SOURCE MATERIAL Start Marker

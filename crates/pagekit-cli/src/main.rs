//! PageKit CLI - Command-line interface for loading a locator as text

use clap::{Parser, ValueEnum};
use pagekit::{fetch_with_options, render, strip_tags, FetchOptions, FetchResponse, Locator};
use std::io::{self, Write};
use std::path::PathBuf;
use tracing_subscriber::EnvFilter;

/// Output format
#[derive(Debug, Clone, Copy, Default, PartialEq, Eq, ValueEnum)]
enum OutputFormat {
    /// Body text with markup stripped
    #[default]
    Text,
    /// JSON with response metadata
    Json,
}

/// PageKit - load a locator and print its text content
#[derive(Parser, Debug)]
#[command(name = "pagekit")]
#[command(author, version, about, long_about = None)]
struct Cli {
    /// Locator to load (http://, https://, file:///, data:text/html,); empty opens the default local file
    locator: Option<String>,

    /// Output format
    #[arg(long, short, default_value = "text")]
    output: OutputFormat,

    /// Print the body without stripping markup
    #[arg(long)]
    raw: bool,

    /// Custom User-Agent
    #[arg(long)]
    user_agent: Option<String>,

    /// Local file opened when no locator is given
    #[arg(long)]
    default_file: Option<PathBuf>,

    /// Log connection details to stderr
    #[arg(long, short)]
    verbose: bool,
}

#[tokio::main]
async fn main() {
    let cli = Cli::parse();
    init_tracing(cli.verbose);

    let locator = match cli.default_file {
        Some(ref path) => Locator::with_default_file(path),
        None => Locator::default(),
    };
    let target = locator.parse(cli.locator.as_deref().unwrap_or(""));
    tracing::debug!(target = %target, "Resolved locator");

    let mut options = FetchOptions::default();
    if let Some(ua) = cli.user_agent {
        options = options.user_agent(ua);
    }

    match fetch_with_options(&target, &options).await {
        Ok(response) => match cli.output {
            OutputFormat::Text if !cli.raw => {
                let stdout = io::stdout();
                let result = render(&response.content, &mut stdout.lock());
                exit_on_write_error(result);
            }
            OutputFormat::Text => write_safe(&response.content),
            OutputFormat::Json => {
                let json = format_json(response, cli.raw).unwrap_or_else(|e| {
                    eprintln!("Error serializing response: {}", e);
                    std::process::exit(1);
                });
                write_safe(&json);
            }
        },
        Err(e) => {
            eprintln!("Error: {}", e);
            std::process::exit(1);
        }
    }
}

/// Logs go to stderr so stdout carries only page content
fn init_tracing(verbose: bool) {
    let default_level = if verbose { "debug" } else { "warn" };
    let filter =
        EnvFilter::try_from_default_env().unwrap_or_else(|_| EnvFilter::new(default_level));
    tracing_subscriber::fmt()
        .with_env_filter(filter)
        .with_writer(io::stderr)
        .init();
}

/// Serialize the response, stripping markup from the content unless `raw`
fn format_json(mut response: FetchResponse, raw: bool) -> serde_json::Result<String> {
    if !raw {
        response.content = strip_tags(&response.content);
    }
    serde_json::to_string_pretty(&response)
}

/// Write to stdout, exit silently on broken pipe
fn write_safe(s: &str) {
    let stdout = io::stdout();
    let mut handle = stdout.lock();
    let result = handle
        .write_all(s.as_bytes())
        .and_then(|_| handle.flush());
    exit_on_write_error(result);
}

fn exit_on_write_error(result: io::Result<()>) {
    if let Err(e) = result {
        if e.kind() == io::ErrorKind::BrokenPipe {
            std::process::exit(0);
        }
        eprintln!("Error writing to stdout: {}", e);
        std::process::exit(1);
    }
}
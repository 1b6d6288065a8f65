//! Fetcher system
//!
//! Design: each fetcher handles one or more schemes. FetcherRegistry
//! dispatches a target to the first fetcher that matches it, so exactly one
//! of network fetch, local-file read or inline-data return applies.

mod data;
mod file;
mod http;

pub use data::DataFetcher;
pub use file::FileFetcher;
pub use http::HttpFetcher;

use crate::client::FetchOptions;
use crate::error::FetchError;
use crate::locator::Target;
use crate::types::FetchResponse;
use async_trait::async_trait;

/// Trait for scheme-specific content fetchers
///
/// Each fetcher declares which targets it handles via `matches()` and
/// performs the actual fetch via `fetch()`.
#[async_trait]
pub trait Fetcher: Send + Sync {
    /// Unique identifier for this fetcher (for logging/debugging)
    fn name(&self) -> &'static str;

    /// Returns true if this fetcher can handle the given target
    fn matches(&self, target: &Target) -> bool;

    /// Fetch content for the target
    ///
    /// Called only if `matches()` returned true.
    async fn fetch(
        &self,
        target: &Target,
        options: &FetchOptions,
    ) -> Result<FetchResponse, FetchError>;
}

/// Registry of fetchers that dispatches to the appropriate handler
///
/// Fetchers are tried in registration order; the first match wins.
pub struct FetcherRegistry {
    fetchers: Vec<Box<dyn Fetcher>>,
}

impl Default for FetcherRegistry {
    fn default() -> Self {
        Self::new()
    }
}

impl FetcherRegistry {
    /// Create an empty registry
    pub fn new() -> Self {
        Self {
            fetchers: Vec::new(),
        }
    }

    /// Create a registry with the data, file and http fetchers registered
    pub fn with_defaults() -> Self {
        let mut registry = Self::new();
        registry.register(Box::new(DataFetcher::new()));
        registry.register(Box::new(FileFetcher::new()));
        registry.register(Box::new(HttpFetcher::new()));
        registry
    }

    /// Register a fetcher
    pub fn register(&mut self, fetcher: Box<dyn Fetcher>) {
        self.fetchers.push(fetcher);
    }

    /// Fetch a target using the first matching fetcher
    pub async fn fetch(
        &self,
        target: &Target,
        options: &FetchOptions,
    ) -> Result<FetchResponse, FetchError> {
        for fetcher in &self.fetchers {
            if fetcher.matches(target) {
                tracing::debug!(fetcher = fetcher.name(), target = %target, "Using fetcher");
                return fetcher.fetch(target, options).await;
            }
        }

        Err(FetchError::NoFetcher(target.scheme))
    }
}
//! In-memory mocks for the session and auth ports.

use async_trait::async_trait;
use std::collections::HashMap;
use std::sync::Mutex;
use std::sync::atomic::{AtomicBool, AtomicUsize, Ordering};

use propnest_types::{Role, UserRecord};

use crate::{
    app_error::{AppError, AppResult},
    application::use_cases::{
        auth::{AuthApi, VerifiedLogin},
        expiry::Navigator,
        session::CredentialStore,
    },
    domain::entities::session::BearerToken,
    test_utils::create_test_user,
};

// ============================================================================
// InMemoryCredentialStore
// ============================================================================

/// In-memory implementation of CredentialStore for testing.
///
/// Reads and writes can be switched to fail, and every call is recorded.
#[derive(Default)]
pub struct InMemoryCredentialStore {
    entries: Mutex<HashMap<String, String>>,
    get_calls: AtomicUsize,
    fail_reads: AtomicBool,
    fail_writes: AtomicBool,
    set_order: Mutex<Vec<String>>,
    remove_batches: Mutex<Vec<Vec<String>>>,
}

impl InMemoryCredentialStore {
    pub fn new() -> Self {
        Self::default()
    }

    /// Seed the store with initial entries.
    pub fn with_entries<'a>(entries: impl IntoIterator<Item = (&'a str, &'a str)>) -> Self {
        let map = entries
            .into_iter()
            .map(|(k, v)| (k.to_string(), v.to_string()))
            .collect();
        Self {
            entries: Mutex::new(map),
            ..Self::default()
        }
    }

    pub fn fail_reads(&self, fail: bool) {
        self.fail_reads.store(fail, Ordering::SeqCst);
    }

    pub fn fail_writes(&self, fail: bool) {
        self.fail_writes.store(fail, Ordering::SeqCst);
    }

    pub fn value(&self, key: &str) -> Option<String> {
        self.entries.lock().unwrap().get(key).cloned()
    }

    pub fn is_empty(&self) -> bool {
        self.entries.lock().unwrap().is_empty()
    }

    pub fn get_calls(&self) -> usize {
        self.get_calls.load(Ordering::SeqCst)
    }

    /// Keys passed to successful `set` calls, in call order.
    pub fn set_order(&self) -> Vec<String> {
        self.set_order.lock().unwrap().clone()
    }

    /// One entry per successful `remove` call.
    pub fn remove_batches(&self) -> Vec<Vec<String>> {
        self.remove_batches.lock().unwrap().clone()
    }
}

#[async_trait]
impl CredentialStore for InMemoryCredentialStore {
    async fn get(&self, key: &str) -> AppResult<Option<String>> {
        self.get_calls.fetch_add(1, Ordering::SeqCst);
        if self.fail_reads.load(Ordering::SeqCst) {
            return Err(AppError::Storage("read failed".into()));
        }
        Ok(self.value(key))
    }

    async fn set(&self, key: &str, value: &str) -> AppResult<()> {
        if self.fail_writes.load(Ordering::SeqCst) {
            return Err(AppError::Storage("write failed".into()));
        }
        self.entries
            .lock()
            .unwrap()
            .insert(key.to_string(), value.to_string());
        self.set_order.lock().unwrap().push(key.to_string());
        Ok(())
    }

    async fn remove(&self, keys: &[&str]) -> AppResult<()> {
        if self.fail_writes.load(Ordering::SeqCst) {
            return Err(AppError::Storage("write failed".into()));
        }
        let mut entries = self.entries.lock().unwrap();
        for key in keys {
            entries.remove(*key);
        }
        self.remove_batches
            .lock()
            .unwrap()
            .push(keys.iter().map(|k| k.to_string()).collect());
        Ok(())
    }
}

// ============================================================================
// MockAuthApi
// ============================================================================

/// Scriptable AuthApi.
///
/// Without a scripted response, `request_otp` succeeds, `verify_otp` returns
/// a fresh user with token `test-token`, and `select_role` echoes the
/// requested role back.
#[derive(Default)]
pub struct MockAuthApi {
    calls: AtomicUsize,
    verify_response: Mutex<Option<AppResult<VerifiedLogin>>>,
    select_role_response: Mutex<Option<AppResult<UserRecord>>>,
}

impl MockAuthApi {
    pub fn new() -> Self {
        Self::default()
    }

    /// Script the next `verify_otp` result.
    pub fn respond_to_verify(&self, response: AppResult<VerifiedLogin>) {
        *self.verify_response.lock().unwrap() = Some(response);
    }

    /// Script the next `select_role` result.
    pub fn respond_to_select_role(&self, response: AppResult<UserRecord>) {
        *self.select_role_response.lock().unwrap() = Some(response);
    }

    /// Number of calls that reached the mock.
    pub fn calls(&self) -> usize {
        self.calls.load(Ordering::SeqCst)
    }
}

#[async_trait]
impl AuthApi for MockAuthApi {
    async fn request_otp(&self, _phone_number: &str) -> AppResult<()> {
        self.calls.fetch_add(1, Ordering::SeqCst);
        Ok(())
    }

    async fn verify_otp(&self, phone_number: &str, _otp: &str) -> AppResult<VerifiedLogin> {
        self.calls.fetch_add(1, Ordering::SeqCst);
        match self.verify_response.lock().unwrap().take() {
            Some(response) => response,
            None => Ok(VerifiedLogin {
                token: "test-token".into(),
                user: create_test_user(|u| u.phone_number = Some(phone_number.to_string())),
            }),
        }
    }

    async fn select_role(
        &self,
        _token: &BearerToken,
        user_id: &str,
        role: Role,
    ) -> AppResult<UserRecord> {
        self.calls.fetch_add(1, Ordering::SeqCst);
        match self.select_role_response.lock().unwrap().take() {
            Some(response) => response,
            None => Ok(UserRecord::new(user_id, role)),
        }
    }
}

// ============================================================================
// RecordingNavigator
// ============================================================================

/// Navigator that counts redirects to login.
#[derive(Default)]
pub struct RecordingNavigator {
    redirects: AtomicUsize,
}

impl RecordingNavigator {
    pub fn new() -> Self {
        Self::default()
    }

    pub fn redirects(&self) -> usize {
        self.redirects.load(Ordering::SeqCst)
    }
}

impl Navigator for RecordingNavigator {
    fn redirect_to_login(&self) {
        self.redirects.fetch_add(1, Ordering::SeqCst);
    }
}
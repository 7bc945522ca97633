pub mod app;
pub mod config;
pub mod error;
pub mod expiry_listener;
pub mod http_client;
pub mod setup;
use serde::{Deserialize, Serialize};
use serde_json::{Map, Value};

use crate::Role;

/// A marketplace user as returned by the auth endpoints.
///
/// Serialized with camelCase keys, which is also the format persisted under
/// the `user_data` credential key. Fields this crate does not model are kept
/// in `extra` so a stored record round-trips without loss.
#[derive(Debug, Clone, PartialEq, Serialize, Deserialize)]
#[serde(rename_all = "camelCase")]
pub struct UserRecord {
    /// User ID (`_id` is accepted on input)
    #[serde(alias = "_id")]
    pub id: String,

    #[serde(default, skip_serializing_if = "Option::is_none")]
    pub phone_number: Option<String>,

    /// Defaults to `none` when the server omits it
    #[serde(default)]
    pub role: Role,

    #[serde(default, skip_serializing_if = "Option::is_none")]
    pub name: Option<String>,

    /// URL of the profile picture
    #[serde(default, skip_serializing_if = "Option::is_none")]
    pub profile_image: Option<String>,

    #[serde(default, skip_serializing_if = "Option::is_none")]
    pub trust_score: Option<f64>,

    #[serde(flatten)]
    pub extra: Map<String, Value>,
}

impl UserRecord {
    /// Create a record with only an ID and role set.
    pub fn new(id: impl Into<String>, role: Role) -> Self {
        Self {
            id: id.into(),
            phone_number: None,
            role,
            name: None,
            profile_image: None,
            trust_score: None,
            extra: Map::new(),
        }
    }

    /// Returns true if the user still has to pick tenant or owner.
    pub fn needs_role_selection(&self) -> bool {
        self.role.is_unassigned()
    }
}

SOURCE MATERIAL End Marker

▶ _ABOUT THIS EXERCISE_: Taking the entries from their first line through the line with "#[derive(Parser, Debug)]", inclusive, restate each line word for word and give nothing else.

▶ _ANSWER TO THE PROBLEM_:
filename crates/pagekit-cli/src/main.rs
//! PageKit CLI - Command-line interface for loading a locator as text

use clap::{Parser, ValueEnum};
use pagekit::{fetch_with_options, render, strip_tags, FetchOptions, FetchResponse, Locator};
use std::io::{self, Write};
use std::path::PathBuf;
use tracing_subscriber::EnvFilter;

/// Output format
#[derive(Debug, Clone, Copy, Default, PartialEq, Eq, ValueEnum)]
enum OutputFormat {
    /// Body text with markup stripped
    #[default]
    Text,
    /// JSON with response metadata
    Json,
}

/// PageKit - load a locator and print its text content
#[derive(Parser, Debug)]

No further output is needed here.